J’eus toute la révélation de son caractère dans cette lutte amicale de tous les jours. Sous son air doux et poli, c’était une nature ardente, insatiable dans l’expansion. Il avait été longtemps plus jeune d’au moins vingt ans que son âge. Atteint depuis peu d’années, il n’en prenait pas son parti ; il était incapable de la résignation qu’il se piquait d’avoir au besoin. Infirme et brisé, il eût su se taire et sourire ; il se fût consumé rapidement dans un muet désespoir. Je vis que sa femme l’avait mieux jugé que je ne pensais, et, prenant à cœur la mission que j’avais acceptée, je mis toute ma volonté, toute ma contention d’esprit à le guérir. Je savais bien que son mal était jugé incurable en théorie ; mais j’avais vu un exemple de guérison, et je croyais, je crois encore qu’on peut guérir de tout, tant qu’il y a un peu d’huile dans la lampe.

Son aimable caractère, son généreux esprit aidant, je m’attachai à mon malade comme un artiste à son œuvre.

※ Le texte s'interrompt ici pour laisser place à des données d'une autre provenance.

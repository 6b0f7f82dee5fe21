//! Builders for the `#Strings`, `#Blob` and `#GUID` heaps.
//!
//! A builder starts from the heap of the original image, byte for byte, so that every index
//! stored in a row that was not touched stays valid. Values of edited rows are interned:
//! a value that is still equal to the heap entry the row was read from keeps its index, other
//! values are deduplicated against the existing entries and appended when new.

use std::collections::HashMap;

use crate::{
    file::{io::write_compressed_uint, parser::Parser},
    utils::{align_to_4, to_u32},
    Result,
};

/// Heaps of this size or larger need 4 byte indexes
pub const LARGE_HEAP_SIZE: usize = 0x1_0000;

fn pad_to_4(mut data: Vec<u8>) -> Vec<u8> {
    data.resize(align_to_4(data.len()), 0);
    data
}

/// Builds the `#Strings` heap
pub struct StringsHeapBuilder {
    data: Vec<u8>,
    entries: HashMap<String, u32>,
}

impl StringsHeapBuilder {
    /// An empty heap, holding only the empty string
    #[must_use]
    pub fn new() -> Self {
        StringsHeapBuilder {
            data: vec![0],
            entries: HashMap::new(),
        }
    }

    /// A heap starting with the bytes of `original`
    #[must_use]
    pub fn from_original(original: &[u8]) -> Self {
        if original.is_empty() {
            return Self::new();
        }

        let mut entries = HashMap::new();
        let mut start = 0;
        while start < original.len() {
            let Some(length) = original[start..].iter().position(|byte| *byte == 0) else {
                break;
            };

            if length != 0 {
                if let Ok(value) = std::str::from_utf8(&original[start..start + length]) {
                    #[allow(clippy::cast_possible_truncation)]
                    entries.entry(value.to_string()).or_insert(start as u32);
                }
            }
            start += length + 1;
        }

        StringsHeapBuilder {
            data: original.to_vec(),
            entries,
        }
    }

    /// The index of `value`, appending it if it is not present yet
    ///
    /// # Errors
    /// Returns an error if the heap grows beyond 4 GiB
    pub fn add(&mut self, value: &str) -> Result<u32> {
        if value.is_empty() {
            return Ok(0);
        }

        if let Some(index) = self.entries.get(value) {
            return Ok(*index);
        }

        let index = to_u32(self.data.len())?;
        self.data.extend_from_slice(value.as_bytes());
        self.data.push(0);
        self.entries.insert(value.to_string(), index);
        Ok(index)
    }

    /// The index of `value`, reusing `original` when it still holds `value`
    ///
    /// # Errors
    /// Returns an error if the heap grows beyond 4 GiB
    pub fn intern_at(&mut self, original: u32, value: &str) -> Result<u32> {
        if original != 0 && self.get(original) == Some(value) {
            return Ok(original);
        }

        self.add(value)
    }

    fn get(&self, index: u32) -> Option<&str> {
        let tail = self.data.get(index as usize..)?;
        let length = tail.iter().position(|byte| *byte == 0)?;
        std::str::from_utf8(&tail[..length]).ok()
    }

    /// Current size of the heap
    #[must_use]
    pub fn len(&self) -> usize {
        self.data.len()
    }

    /// Returns true if the heap holds nothing but the empty string
    #[must_use]
    pub fn is_empty(&self) -> bool {
        self.data.len() <= 1
    }

    /// The heap data, padded to 4 bytes
    #[must_use]
    pub fn finish(self) -> Vec<u8> {
        pad_to_4(self.data)
    }
}

impl Default for StringsHeapBuilder {
    fn default() -> Self {
        StringsHeapBuilder::new()
    }
}

/// Builds the `#Blob` heap
pub struct BlobHeapBuilder {
    data: Vec<u8>,
    entries: HashMap<Vec<u8>, u32>,
}

impl BlobHeapBuilder {
    /// An empty heap, holding only the empty blob
    #[must_use]
    pub fn new() -> Self {
        BlobHeapBuilder {
            data: vec![0],
            entries: HashMap::new(),
        }
    }

    /// A heap starting with the bytes of `original`
    #[must_use]
    pub fn from_original(original: &[u8]) -> Self {
        if original.is_empty() {
            return Self::new();
        }

        let mut entries = HashMap::new();
        let mut parser = Parser::new(original);
        while parser.has_more_data() {
            let start = parser.pos();
            let Ok(length) = parser.read_compressed_uint() else {
                break;
            };
            let Ok(value) = parser.read_bytes(length as usize) else {
                break;
            };

            if !value.is_empty() {
                #[allow(clippy::cast_possible_truncation)]
                entries.entry(value.to_vec()).or_insert(start as u32);
            }
        }

        BlobHeapBuilder {
            data: original.to_vec(),
            entries,
        }
    }

    /// The index of `value`, appending it if it is not present yet
    ///
    /// # Errors
    /// Returns an error if the blob or the heap is too large
    pub fn add(&mut self, value: &[u8]) -> Result<u32> {
        if value.is_empty() {
            return Ok(0);
        }

        if let Some(index) = self.entries.get(value) {
            return Ok(*index);
        }

        let index = to_u32(self.data.len())?;
        write_compressed_uint(to_u32(value.len())?, &mut self.data)?;
        self.data.extend_from_slice(value);
        self.entries.insert(value.to_vec(), index);
        Ok(index)
    }

    /// The index of `value`, reusing `original` when it still holds `value`
    ///
    /// # Errors
    /// Returns an error if the blob or the heap is too large
    pub fn intern_at(&mut self, original: u32, value: &[u8]) -> Result<u32> {
        if original != 0 && self.get(original) == Some(value) {
            return Ok(original);
        }

        self.add(value)
    }

    fn get(&self, index: u32) -> Option<&[u8]> {
        let mut parser = Parser::new(self.data.get(index as usize..)?);
        let length = parser.read_compressed_uint().ok()?;
        parser.read_bytes(length as usize).ok()
    }

    /// Current size of the heap
    #[must_use]
    pub fn len(&self) -> usize {
        self.data.len()
    }

    /// Returns true if the heap holds nothing but the empty blob
    #[must_use]
    pub fn is_empty(&self) -> bool {
        self.data.len() <= 1
    }

    /// The heap data, padded to 4 bytes
    #[must_use]
    pub fn finish(self) -> Vec<u8> {
        pad_to_4(self.data)
    }
}

impl Default for BlobHeapBuilder {
    fn default() -> Self {
        BlobHeapBuilder::new()
    }
}

/// Builds the `#GUID` heap, whose 16 byte entries are addressed by a 1-based index
#[derive(Default)]
pub struct GuidHeapBuilder {
    data: Vec<u8>,
}

impl GuidHeapBuilder {
    /// An empty heap
    #[must_use]
    pub fn new() -> Self {
        GuidHeapBuilder { data: Vec::new() }
    }

    /// A heap starting with the entries of `original`
    #[must_use]
    pub fn from_original(original: &[u8]) -> Self {
        GuidHeapBuilder {
            data: original.to_vec(),
        }
    }

    /// The index of `guid`, appending it if it is not present yet. The null GUID is index 0.
    ///
    /// # Errors
    /// Returns an error if the heap grows beyond 4 GiB
    pub fn add(&mut self, guid: &[u8; 16]) -> Result<u32> {
        if guid.iter().all(|byte| *byte == 0) {
            return Ok(0);
        }

        if let Some(position) = self
            .data
            .chunks_exact(16)
            .position(|entry| entry == guid.as_slice())
        {
            return to_u32(position + 1);
        }

        self.data.extend_from_slice(guid);
        to_u32(self.data.len() / 16)
    }

    /// Current size of the heap
    #[must_use]
    pub fn len(&self) -> usize {
        self.data.len()
    }

    /// Returns true if the heap has no entries
    #[must_use]
    pub fn is_empty(&self) -> bool {
        self.data.is_empty()
    }

    /// The heap data
    #[must_use]
    pub fn finish(self) -> Vec<u8> {
        pad_to_4(self.data)
    }
}

#[cfg(test)]
mod tests {
    use super::*;

    #[test]
    fn strings() {
        let mut heap = StringsHeapBuilder::from_original(b"\0Object\0System\0\0");
        assert_eq!(heap.add("").unwrap(), 0);
        assert_eq!(heap.add("System").unwrap(), 8);
        assert_eq!(heap.intern_at(1, "Object").unwrap(), 1);
        assert_eq!(heap.intern_at(1, "String").unwrap(), 16);
        assert_eq!(heap.add("String").unwrap(), 16);
        assert_eq!(heap.len(), 23);

        let data = heap.finish();
        assert_eq!(data.len(), 24);
        assert_eq!(&data[16..23], b"String\0");
    }

    #[test]
    fn unmodified_strings_are_identical() {
        let original = b"\0<Module>\0Test\0\0";
        let mut heap = StringsHeapBuilder::from_original(original);
        assert_eq!(heap.intern_at(1, "<Module>").unwrap(), 1);
        assert_eq!(heap.intern_at(10, "Test").unwrap(), 10);
        assert_eq!(heap.finish(), original.to_vec());
    }

    #[test]
    fn blobs() {
        let mut heap = BlobHeapBuilder::from_original(&[0, 2, 0x06, 0x08, 0]);
        assert_eq!(heap.add(&[]).unwrap(), 0);
        assert_eq!(heap.add(&[0x06, 0x08]).unwrap(), 1);
        assert_eq!(heap.intern_at(1, &[0x06, 0x08]).unwrap(), 1);
        assert_eq!(heap.intern_at(1, &[0x06, 0x0E]).unwrap(), 5);

        let large = vec![0x11; 0x90];
        assert_eq!(heap.add(&large).unwrap(), 8);
        let data = heap.finish();
        assert_eq!(&data[8..10], &[0x80, 0x90]);
        assert_eq!(data.len() % 4, 0);
    }

    #[test]
    fn guids() {
        let mut heap = GuidHeapBuilder::new();
        assert_eq!(heap.add(&[0; 16]).unwrap(), 0);
        assert_eq!(heap.add(&[1; 16]).unwrap(), 1);
        assert_eq!(heap.add(&[2; 16]).unwrap(), 2);
        assert_eq!(heap.add(&[1; 16]).unwrap(), 1);
        assert_eq!(heap.finish().len(), 32);
    }
}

Il le sentit ; il vit que j’étais un cœur dévoué et me prit en sérieuse amitié. Très discret d’abord et me laissant beaucoup seul dans la crainte de m’accaparer trop à son profit, il se livra davantage quand il reconnut que sa société m’était infiniment agréable. Il avait des connaissances, une instruction littéraire étendue, du goût pour les arts. Il avait beaucoup vu, ayant fait de grands voyages. Il avait aussi beaucoup lu et possédait une belle mémoire. Sa conversation était pleine de charme et d’intérêt ; il racontait à merveille. Nous devînmes peu à peu inséparables aux heures qu’il ne consacrait pas à son ménage oriental. Il prenait intérêt à mes études personnelles et redevenait jeune dans nos récréations. Le soir, il m’apprenait les échecs ; le matin, je lui apprenais l’anatomie. Dans la journée, nous étudiions ensemble l’histoire naturelle, cette chose inépuisable où l’on découvre toujours, et puis aux repas nous devenions littéraires ; il était helléniste et connaissait à fond ses classiques.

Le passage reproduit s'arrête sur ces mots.